Anyway, after our exit, the responsibility of our sheep and cats is now charged to the capable hands of a hairdresser and her husband from Yorkshire, who fancied a winter in the cold climate of South West France. This is something we take an annual chance on, trusting our house to strangers. My wife takes great pride in making sure the place is spick and span before their arrival. They even receive preferential treatment, with her purchasing items of bedroom furniture especially for them, despite the fact I have hung my clothes up on the floor for the last 10 years.
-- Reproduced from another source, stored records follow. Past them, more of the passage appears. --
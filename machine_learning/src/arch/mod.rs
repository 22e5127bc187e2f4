pub mod activations;
mod model;
mod neuron;
mod params;
pub mod regularization;

pub use model::Model;
pub use neuron::Neuron;
pub use params::Params;
mod builder;
mod config;
mod report;
mod trainer;

pub use builder::TrainerBuilder;
pub use config::TrainingConfig;
pub use report::{EpochReport, TrainReport};
pub use trainer::{TrainState, Trainer};
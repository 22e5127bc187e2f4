use super::Params;
use crate::data::BatchView;

pub trait Model {
    /// Computes the loss of the model over `batch` at `params`.
    fn loss(&self, batch: BatchView<'_>, params: &Params) -> f32;

    /// Computes the gradient of the loss with respect to `params` over `batch`.
    fn grad(&self, batch: BatchView<'_>, params: &Params) -> Params;
}
use std::{
    error::Error,
    fmt::{self, Display},
    io,
};

/// The result type used in the entire machine learning module.
pub type Result<T> = std::result::Result<T, MlErr>;

/// The machine learning module's error type.
#[derive(Debug)]
pub enum MlErr {
    InvalidConfiguration {
        what: &'static str,
        reason: &'static str,
    },
    DataShapeMismatch {
        a: &'static str,
        b: &'static str,
        got: usize,
        expected: usize,
    },
    Storage(StorageErr),
}

/// Failures at the model storage boundary.
#[derive(Debug)]
pub enum StorageErr {
    Io(io::Error),
    Json(serde_json::Error),
}

impl Display for MlErr {
    fn fmt(&self, f: &mut fmt::Formatter<'_>) -> fmt::Result {
        match self {
            MlErr::InvalidConfiguration { what, reason } => {
                write!(f, "invalid configuration for {what}: {reason}")
            }
            MlErr::DataShapeMismatch {
                a,
                b,
                got,
                expected,
            } => write!(
                f,
                "There's a size mismatch between {a} and {b}, got {got} and expected {expected}"
            ),
            MlErr::Storage(e) => write!(f, "storage error: {e}"),
        }
    }
}

impl Error for MlErr {
    fn source(&self) -> Option<&(dyn Error + 'static)> {
        match self {
            MlErr::Storage(e) => Some(e),
            _ => None,
        }
    }
}

impl Display for StorageErr {
    fn fmt(&self, f: &mut fmt::Formatter<'_>) -> fmt::Result {
        match self {
            StorageErr::Io(e) => write!(f, "io error: {e}"),
            StorageErr::Json(e) => write!(f, "malformed model file: {e}"),
        }
    }
}

impl Error for StorageErr {
    fn source(&self) -> Option<&(dyn Error + 'static)> {
        match self {
            StorageErr::Io(e) => Some(e),
            StorageErr::Json(e) => Some(e),
        }
    }
}

impl From<StorageErr> for MlErr {
    fn from(value: StorageErr) -> Self {
        Self::Storage(value)
    }
}

impl From<io::Error> for MlErr {
    fn from(value: io::Error) -> Self {
        Self::Storage(StorageErr::Io(value))
    }
}

impl From<serde_json::Error> for MlErr {
    fn from(value: serde_json::Error) -> Self {
        Self::Storage(StorageErr::Json(value))
    }
}
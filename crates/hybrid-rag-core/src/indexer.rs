//! Idempotent document indexing.
//!
//! [`Indexer::index_document`] compares the document's SHA-256 content hash
//! with the committed one and does nothing when they match. Otherwise it
//! chunks and embeds the text, then swaps the document's chunk set in
//! three steps:
//!
//! 1. **Stage.** The new chunks go into the lexical index and their vectors
//!    into the vector index, next to the old entries.
//! 2. **Commit.** [`ChunkStore::replace_document`] writes the record and the
//!    new chunk set in one step. Retrieval resolves every candidate through
//!    the store, so this is the moment the new version becomes visible.
//! 3. **Prune.** Lexical and vector entries that are not part of the new
//!    chunk set are deleted.
//!
//! A failure while staging or committing prunes the staged entries back to
//! the previously committed chunk ids, leaving the old version retrievable.
//! A failure while pruning only leaves unresolvable ids behind, which the
//! next swap of the same document sweeps away.
//!
//! # Locking
//!
//! One async mutex per document id serializes writers of that document.
//! Nothing is locked across documents, so searches and writes to other
//! documents proceed while a swap is in flight.

use std::collections::HashMap;
use std::sync::{Arc, Mutex};

use serde::Serialize;
use tracing::{debug, info, warn};

use crate::chunk::{chunk_text, reassemble, sha256_hex};
use crate::embedding::Embedder;
use crate::error::{EmbedError, IndexError};
use crate::lexical::LexicalIndex;
use crate::models::{Chunk, Document, DocumentRecord, IndexStats};
use crate::settings::ChunkingSettings;
use crate::store::ChunkStore;
use crate::vector::VectorIndex;

/// The shared index resources, injected into the indexer and retriever.
#[derive(Clone)]
pub struct Indexes {
    pub lexical: Arc<dyn LexicalIndex>,
    pub vectors: Arc<dyn VectorIndex>,
    pub store: Arc<dyn ChunkStore>,
}
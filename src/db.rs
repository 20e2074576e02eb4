use anyhow::Result;
use sqlx::sqlite::{SqliteConnectOptions, SqlitePool, SqlitePoolOptions};
use std::path::Path;
use std::str::FromStr;

use crate::config::Config;

/// Open (creating if needed) the SQLite database in WAL mode.
pub async fn connect(config: &Config) -> Result<SqlitePool> {
    connect_path(&config.db.path).await
}

pub async fn connect_path(db_path: &Path) -> Result<SqlitePool> {
    // Ensure parent directory exists
    if let Some(parent) = db_path.parent() {
        if !parent.as_os_str().is_empty() {
            std::fs::create_dir_all(parent)?;
        }
    }

    let options = SqliteConnectOptions::from_str(&format!("sqlite:{}", db_path.display()))?
        .create_if_missing(true)
        .journal_mode(sqlx::sqlite::SqliteJournalMode::Wal)
        .foreign_keys(true);

    let pool = SqlitePoolOptions::new()
        .max_connections(5)
        .connect_with(options)
        .await?;

    Ok(pool)
}
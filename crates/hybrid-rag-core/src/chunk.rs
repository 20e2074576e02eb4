//! Token-window text chunker with overlap and boundary snapping.
//!
//! Splits document text into [`Chunk`]s of at most `chunk_size` tokens,
//! where consecutive chunks share exactly `chunk_overlap` tokens. A token is
//! a run of non-whitespace characters plus the whitespace that follows it,
//! so concatenating the tokens of a text gives back the text byte for byte.
//!
//! # Algorithm
//!
//! 1. Split the text into tokens. Blank text produces no chunks.
//! 2. If the whole text fits in one window, emit it as a single chunk.
//! 3. Otherwise take a window of `chunk_size` tokens starting at `start`.
//! 4. Inside the last quarter of the window, look for the latest paragraph
//!    break, then the latest sentence end, then the latest line break. If
//!    none is found, cut hard at the window edge.
//! 5. The next window starts `chunk_overlap` tokens before the cut.
//!
//! Every chunk is longer than the overlap, so the loop always advances.
//! Chunk ids are UUID v5 over document id, index, and chunk hash: chunking
//! the same text twice yields the same ids.
//!
//! # Example
//!
//! ```rust
//! use hybrid_rag_core::chunk::{chunk_text, reassemble};
//! use hybrid_rag_core::settings::ChunkingSettings;
//!
//! let settings = ChunkingSettings { chunk_size: 4, chunk_overlap: 1 };
//! let text = "one two three four five six seven";
//! let chunks = chunk_text("doc-1", text, &settings, 0);
//! assert_eq!(chunks.len(), 2);
//! assert_eq!(reassemble(&chunks), text);
//! ```

use sha2::{Digest, Sha256};
use uuid::Uuid;

use crate::models::Chunk;
use crate::settings::ChunkingSettings;

/// Boundary strength of the whitespace after a token.
#[derive(Debug, Clone, Copy, PartialEq, Eq, PartialOrd, Ord)]
enum Boundary {
    None,
    Line,
    Sentence,
    Paragraph,
}

/// Split text into whitespace-delimited tokens, keeping trailing whitespace
/// attached. Leading whitespace of the text belongs to the first token.
pub fn split_tokens(text: &str) -> Vec<&str> {
    let mut starts = Vec::new();
    let mut seen_word = false;
    let mut prev_ws = true;

    for (i, c) in text.char_indices() {
        let ws = c.is_whitespace();
        if !ws && prev_ws {
            if seen_word {
                starts.push(i);
            }
            seen_word = true;
        }
        prev_ws = ws;
    }

    if !seen_word {
        return Vec::new();
    }

    let mut tokens = Vec::with_capacity(starts.len() + 1);
    let mut begin = 0;
    for s in starts {
        tokens.push(&text[begin..s]);
        begin = s;
    }
    tokens.push(&text[begin..]);
    tokens
}

/// Number of tokens in `text`, as counted by the chunker.
pub fn count_tokens(text: &str) -> usize {
    split_tokens(text).len()
}

/// Drop the first `n` tokens of `text`.
pub fn strip_leading_tokens(text: &str, n: usize) -> &str {
    if n == 0 {
        return text;
    }
    let tokens = split_tokens(text);
    if n >= tokens.len() {
        return "";
    }
    let skipped: usize = tokens[..n].iter().map(|t| t.len()).sum();
    &text[skipped..]
}

/// Split `text` into overlapping chunks.
///
/// Settings are expected to be validated; an overlap that is not smaller
/// than the chunk size is clamped to `chunk_size - 1`.
pub fn chunk_text(
    document_id: &str,
    text: &str,
    settings: &ChunkingSettings,
    created_at: i64,
) -> Vec<Chunk> {
    let size = settings.chunk_size.max(1);
    let overlap = settings.chunk_overlap.min(size - 1);

    let tokens = split_tokens(text);
    let n = tokens.len();
    if n == 0 {
        return Vec::new();
    }
    if n <= size {
        return vec![make_chunk(document_id, 0, text, n, 0, created_at)];
    }

    let mut chunks = Vec::new();
    let mut start = 0;
    let mut overlap_tokens = 0;

    loop {
        let hard_end = (start + size).min(n);
        let end = if hard_end == n {
            n
        } else {
            natural_end(&tokens, start, hard_end, size, overlap)
        };

        let body: String = tokens[start..end].concat();
        chunks.push(make_chunk(
            document_id,
            chunks.len() as i64,
            &body,
            end - start,
            overlap_tokens,
            created_at,
        ));

        if end == n {
            break;
        }
        start = end - overlap;
        overlap_tokens = overlap;
    }

    chunks
}

/// Rebuild the source text from a document's chunks, dropping the overlap
/// each chunk shares with its predecessor.
pub fn reassemble(chunks: &[Chunk]) -> String {
    let mut ordered: Vec<&Chunk> = chunks.iter().collect();
    ordered.sort_by_key(|c| c.chunk_index);

    let mut out = String::new();
    for c in ordered {
        out.push_str(strip_leading_tokens(&c.text, c.overlap_tokens));
    }
    out
}

/// Pick the cut point for a window `[start, hard_end)`.
fn natural_end(tokens: &[&str], start: usize, hard_end: usize, size: usize, overlap: usize) -> usize {
    let lo = (start + overlap + 1).max(start + size - size / 4);

    let mut best = (Boundary::None, hard_end);
    for end in (lo..=hard_end).rev() {
        let b = boundary_after(tokens[end - 1]);
        if b > best.0 {
            best = (b, end);
            if b == Boundary::Paragraph {
                break;
            }
        }
    }
    best.1
}

fn boundary_after(token: &str) -> Boundary {
    let word = token.trim_end();
    let ws = &token[word.len()..];

    if ws.matches('\n').count() >= 2 {
        return Boundary::Paragraph;
    }
    let bare = word.trim_end_matches(['"', '\'', ')', ']']);
    if !ws.is_empty() && bare.ends_with(['.', '!', '?']) {
        return Boundary::Sentence;
    }
    if ws.contains('\n') {
        return Boundary::Line;
    }
    Boundary::None
}

/// SHA-256 hex digest of `text`.
pub fn sha256_hex(text: &str) -> String {
    let mut hasher = Sha256::new();
    hasher.update(text.as_bytes());
    format!("{:x}", hasher.finalize())
}

fn make_chunk(
    document_id: &str,
    index: i64,
    text: &str,
    token_count: usize,
    overlap_tokens: usize,
    created_at: i64,
) -> Chunk {
    let hash = sha256_hex(text);
    let key = format!("{}:{}:{}", document_id, index, hash);

    Chunk {
        id: Uuid::new_v5(&Uuid::NAMESPACE_OID, key.as_bytes()).to_string(),
        document_id: document_id.to_string(),
        chunk_index: index,
        token_count,
        overlap_tokens,
        text: text.to_string(),
        hash,
        created_at,
    }
}
//! Document and chunk storage abstraction.
//!
//! The [`ChunkStore`] holds the authoritative chunk sets and document
//! records. The lexical and vector indices only return chunk ids; the
//! retriever resolves them here, and the context builder reads text and
//! attribution from the resolved chunks.
//!
//! Implementations must be `Send + Sync` to work with async runtimes.

pub mod memory;

use anyhow::Result;
use async_trait::async_trait;

use crate::models::{Chunk, DocumentRecord, IndexStats, ResolvedChunk};

/// Storage backend for document records and their chunks.
///
/// # Operations
///
/// | Method | Purpose |
/// |--------|---------|
/// | [`get_document`](ChunkStore::get_document) | Indexed record of one document |
/// | [`list_documents`](ChunkStore::list_documents) | Every record, ordered by id |
/// | [`replace_document`](ChunkStore::replace_document) | Commit a document's record and full chunk set |
/// | [`remove_document`](ChunkStore::remove_document) | Delete a record and all its chunks |
/// | [`get_chunks`](ChunkStore::get_chunks) | Resolve chunk ids for ranking and attribution |
/// | [`document_chunks`](ChunkStore::document_chunks) | All chunks of one document, in order |
/// | [`stats`](ChunkStore::stats) | Aggregate counts for the audit surface |
#[async_trait]
pub trait ChunkStore: Send + Sync {
    async fn get_document(&self, id: &str) -> Result<Option<DocumentRecord>>;

    async fn list_documents(&self) -> Result<Vec<DocumentRecord>>;

    /// Content hash of the committed chunk set, if the document is indexed.
    async fn content_hash(&self, id: &str) -> Result<Option<String>> {
        Ok(self.get_document(id).await?.map(|r| r.content_hash))
    }

    /// Replace the record and every chunk of `record.id` in one step.
    async fn replace_document(&self, record: &DocumentRecord, chunks: &[Chunk]) -> Result<()>;

    /// Returns `false` if the document was not indexed.
    async fn remove_document(&self, id: &str) -> Result<bool>;

    /// Resolve chunk ids. Unknown ids are skipped.
    async fn get_chunks(&self, ids: &[String]) -> Result<Vec<ResolvedChunk>>;

    async fn document_chunks(&self, document_id: &str) -> Result<Vec<Chunk>>;

    /// Counts and timestamps. `embedded_count` is left at zero; the vector
    /// index owns that number.
    async fn stats(&self) -> Result<IndexStats>;
}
They both seem fun and vibrant but for all I know they could already have Skippy the sheep in a pot ready for Christmas!
So, after a brief stopover in Rock to see my mother and a few other familiar faces, we have now settled into our newly refurbished house in Cellardyke, which we have recently put on the market. Living in a house that is for sale actually makes for quite good discipline, as one is obliged to keep it tidy at all times in case a prospector knocks on the door for a look-see. As we also have the dogs with us, keeping it perennially clean is something of a challenge but, to pre-empt this, I have shaven the dog’s legs and undercarriages to prevent them dragging half of the beach with them back on to the carpets. I have to admit they do look a bit silly so it’s no wonder Pooper takes to snarling at any dog that so much as gives her sideways glance.
This morning we have all the tools and labour lined up ready for our next adventure. Soon hammers and crowbars will be whirring as we set about gutting two cottages, fetching it all back to the original stonework. Demolition can be quite a therapeutic exercise, despite its messiness. However, as so often with these old houses, it is the excitement of what you might discover that gives me the thrill. Will there be hidden Roman coins, Victorian trinkets or bars of gold stuffed behind the chimney breast? Who knows? But I highly doubt it. This place was an old fishing town, and these two cottages were actually four, so it’s highly unlikely they had anything more than a pot to p*ss in, let alone a Ming vase for orchids. But then again, it is right on the beach so maybe the odd smuggler might have hauled some booty up through a trapdoor into the kitchen many years ago. A glass of 200 year old rum, anyone?